Can a deliberative mini-public change minds on electoral systems? Recent efforts in the U.S. and elsewhere have tried to do just that. (“Try” may be too strong because the goal, I think, is to put options before everyday people and let them reach their own conclusions.) The latest originated in Stanford University’s Center for Democracy, Development, and the Rule of Law.
I am not optimistic. I think parties/partisanship shape political culture to an extent that constrains the deliberative approach.
Here is some background. I am not an expert on deliberative democracy/mini-publics. However, with respect to my research area, the trend originated with two citizens’ assemblies in Canada. One recommended single transferable vote (STV) for British Columbia (BC) in 2004. Another recommended mixed-member proportional representation (MMP) for Ontario in 2006. Both proposals went to referendum (twice in BC’s case), but neither resulted in adoption. Yet these citizens assemblies’ presumably changed enough minds to result in proposals.
More background. The point of a citizens’ assembly is to wrest control of some agenda from the hands of incumbent politicians/party leaders. At least that is how I understand it in the context of my research area. In that area, incumbents are assumed to oppose all change. “Turkeys voting for Christmas” is a mantra in the electoral-system change literature. Americanists might be more likely to write “Turkeys voting for Thanksgiving.”
Two countries’ experiences with DD inspired this post. James Traub recently reported on them in Democracy Journal. (The editors ask good questions, as I learned last summer.) Here are the key quotations:
Earlier this year, the South Korean parliament, deadlocked on a series of electoral reforms, authorized a [deliberative] poll on the subject. South Korea elects members of parliament through both single-member districts and proportional representation. After hearing arguments on both sides, the participants proved vastly more favorable to proportional representation than they had been in pre-deliberation surveys.
Now for the United States:
As they talked their way through the proposals, the group gravitated toward those that seemed most likely to reduce polarization, like nonpartisan primaries. “Let’s just vote the human being,” Brian said.

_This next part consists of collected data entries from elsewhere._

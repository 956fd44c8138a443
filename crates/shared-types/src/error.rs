use serde::{Deserialize, Serialize};
use std::fmt;

/// Categorization of application errors.
#[derive(Debug, Clone, Copy, Serialize, Deserialize, PartialEq, Eq)]
pub enum AppErrorKind {
    Unauthorized,
    Forbidden,
    InternalError,
}

impl fmt::Display for AppErrorKind {
    fn fmt(&self, f: &mut fmt::Formatter<'_>) -> fmt::Result {
        match self {
            AppErrorKind::Unauthorized => write!(f, "Unauthorized"),
            AppErrorKind::Forbidden => write!(f, "Forbidden"),
            AppErrorKind::InternalError => write!(f, "InternalError"),
        }
    }
}

/// Structured error surfaced by authentication strategies and admin pages.
#[derive(Debug, Clone, Serialize, Deserialize, PartialEq)]
pub struct AppError {
    pub kind: AppErrorKind,
    pub message: String,
}

impl AppError {
    fn new(kind: AppErrorKind, message: impl Into<String>) -> Self {
        Self {
            kind,
            message: message.into(),
        }
    }

    pub fn unauthorized(message: impl Into<String>) -> Self {
        Self::new(AppErrorKind::Unauthorized, message)
    }

    pub fn forbidden(message: impl Into<String>) -> Self {
        Self::new(AppErrorKind::Forbidden, message)
    }

    /// Message suitable for showing inline in a form.
    ///
    /// Internal errors are replaced by a generic message so implementation
    /// details never reach the page.
    pub fn friendly_message(&self) -> String {
        match self.kind {
            AppErrorKind::InternalError => "Something went wrong. Please try again.".to_string(),
            _ => self.message.clone(),
        }
    }
}

impl fmt::Display for AppError {
    fn fmt(&self, f: &mut fmt::Formatter<'_>) -> fmt::Result {
        write!(f, "{}: {}", self.kind, self.message)
    }
}

impl std::error::Error for AppError {}
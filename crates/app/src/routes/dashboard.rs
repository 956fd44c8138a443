use crate::format_helpers::format_date_human;
use crate::mock;
use dioxus::prelude::*;
use dioxus_free_icons::icons::ld_icons::{LdDollarSign, LdRotateCcw, LdShoppingCart, LdStore};
use dioxus_free_icons::Icon;
use shared_types::{
    classify_status, currency_config, format_price, AppConfig, ChangeIndicator, Order, StatusVariant,
};
use shared_ui::{Card, CardContent, CardHeader, CardTitle, StatCard, StatusBadge};

/// Revenue booked in `currency`, leaving out orders that failed or were
/// reversed.
fn revenue_cents(orders: &[Order], currency: &str) -> i64 {
    orders
        .iter()
        .filter(|o| o.currency.eq_ignore_ascii_case(currency))
        .filter(|o| classify_status(&o.status, None) != StatusVariant::Error)
        .map(|o| o.total_cents)
        .sum()
}

/// Dashboard page with headline metrics and the latest orders.
#[component]
pub fn Dashboard() -> Element {
    let config: AppConfig = use_context();
    let orders = use_hook(mock::orders);

    // Unconfigured codes resolve to the formatter's fallback currency.
    let currency = currency_config(&config.display.default_currency).code;
    let revenue = format_price(revenue_cents(&orders, currency), currency);
    let order_count = orders.len();

    rsx! {
        document::Link { rel: "stylesheet", href: asset!("./dashboard.css") }

        div { class: "dashboard-stats",
            StatCard {
                title: format!("Revenue ({currency})"),
                value: revenue,
                change: ChangeIndicator::from("+8.1%"),
                icon: rsx! { Icon::<LdDollarSign> { icon: LdDollarSign, width: 20, height: 20 } },
                icon_color: "#16a34a".to_string(),
            }
            StatCard {
                title: "Orders",
                value: order_count,
                change: ChangeIndicator::from("+15.2%"),
                icon: rsx! { Icon::<LdShoppingCart> { icon: LdShoppingCart, width: 20, height: 20 } },
            }
            StatCard {
                title: "Active Sellers",
                value: 312,
                change: ChangeIndicator::from(-3),
                icon: rsx! { Icon::<LdStore> { icon: LdStore, width: 20, height: 20 } },
                icon_color: "#f59e0b".to_string(),
            }
            StatCard {
                title: "Refund Requests",
                value: 0,
                change: ChangeIndicator::from("No data yet"),
                icon: rsx! { Icon::<LdRotateCcw> { icon: LdRotateCcw, width: 20, height: 20 } },
                icon_color: "#dc2626".to_string(),
            }
        }

        Card {
            class: "dashboard-orders",
            CardHeader {
                CardTitle { "Recent Orders" }
            }
            CardContent {
                table { class: "data-table",
                    thead {
                        tr {
                            th { "Order" }
                            th { "Customer" }
                            th { "Placed" }
                            th { "Status" }
                            th { class: "numeric", "Total" }
                        }
                    }
                    tbody {
                        for order in orders.iter() {
                            tr { key: "{order.id}",
                                td { class: "mono", "{order.id}" }
                                td { "{order.customer}" }
                                td { {format_date_human(&order.placed_at)} }
                                td { StatusBadge { status: order.status.clone() } }
                                td { class: "numeric", {format_price(order.total_cents, &order.currency)} }
                            }
                        }
                    }
                }
            }
        }
    }
}
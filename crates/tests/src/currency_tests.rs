use pretty_assertions::assert_eq;
use shared_types::{currency_symbol, format_price, supported_currencies};

use crate::common;

const SAMPLE_AMOUNTS: &[i64] = &[0, 1, 99, 2999, 100_000, 123_456_789, -4250, i64::MAX, i64::MIN];

#[test]
fn test_every_currency_formats_with_its_symbol() {
    for config in supported_currencies() {
        for &amount in SAMPLE_AMOUNTS {
            let formatted = format_price(amount, config.code);
            assert!(!formatted.is_empty(), "{} {amount} formatted empty", config.code);
            assert!(
                formatted.contains(config.symbol),
                "{} {amount} formatted as {formatted:?} without {}",
                config.code,
                config.symbol
            );
        }
    }
}

#[test]
fn test_negative_amounts_start_with_minus() {
    for config in supported_currencies() {
        assert!(format_price(-100, config.code).starts_with('-'), "{}", config.code);
    }
}

#[test]
fn test_symbols_agree_with_table() {
    for config in supported_currencies() {
        assert_eq!(currency_symbol(config.code), config.symbol);
    }
    assert_eq!(currency_symbol("XXX"), "$");
}

#[test]
fn test_codes_are_unique() {
    let mut codes: Vec<&str> = supported_currencies().iter().map(|c| c.code).collect();
    codes.sort_unstable();
    codes.dedup();
    assert_eq!(codes.len(), supported_currencies().len());
}

#[test]
fn test_reference_outputs() {
    assert_eq!(format_price(2999, "USD"), "$29.99");
    assert_eq!(format_price(0, "EUR"), "0\u{a0}€");
}

#[test]
fn test_deserialized_product_formats_in_listing_currency() {
    let product = common::product_json(499_900, "JPY", "active");
    assert_eq!(format_price(product.price_cents, &product.currency), "¥4,999");

    let product = common::product_json(18_990, "BRL", "active");
    assert_eq!(format_price(product.price_cents, &product.currency), "R$\u{a0}189,9");
}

They were flummoxed by unfamiliar ideas like fusion voting, which allows a candidate to run on more than one ticket and make common cause with other parties, and proportional representation, in which voters choose multiple winners for large, multimember districts.
These excerpts suggest big difference between the countries’ respondents with respect to what I might call “pro-party” reform. More precisely, the countries’ respective mini-publics appear to differ on reforms that treat political parties as bargaining units. South Koreans liked proportional representation. Americans were “flummoxed.”
I am not surprised. One thing I wrestle with is whether certain reforms are impossible in the United States, full stop. That’s because ‘Republican’ and ‘Democrat’ are fundamental to the way Americans understand politics and process (filter) political information. In turn, that leads (allows?) elites to shape the debate in certain ways. Here is part of what I wrote on the issue in More Parties or No Parties (p. 47).
Whether a reform is party-hostile or -hospitable depends on the composition of the reform coalition. It can comprise a single party, multiple parties working together, or a coalition that defies party lines (i.e., is cross-party). The pre-existing number of parties limits which of these are possible. In a two-party system, a cross-party coalition must be anti-party, unless it is a polarizing one. Consider recent data on public views of reform [in the U.S. and elsewhere]…
Thanks to Gary Morehead (on X) for arriving at the same conclusion using different information.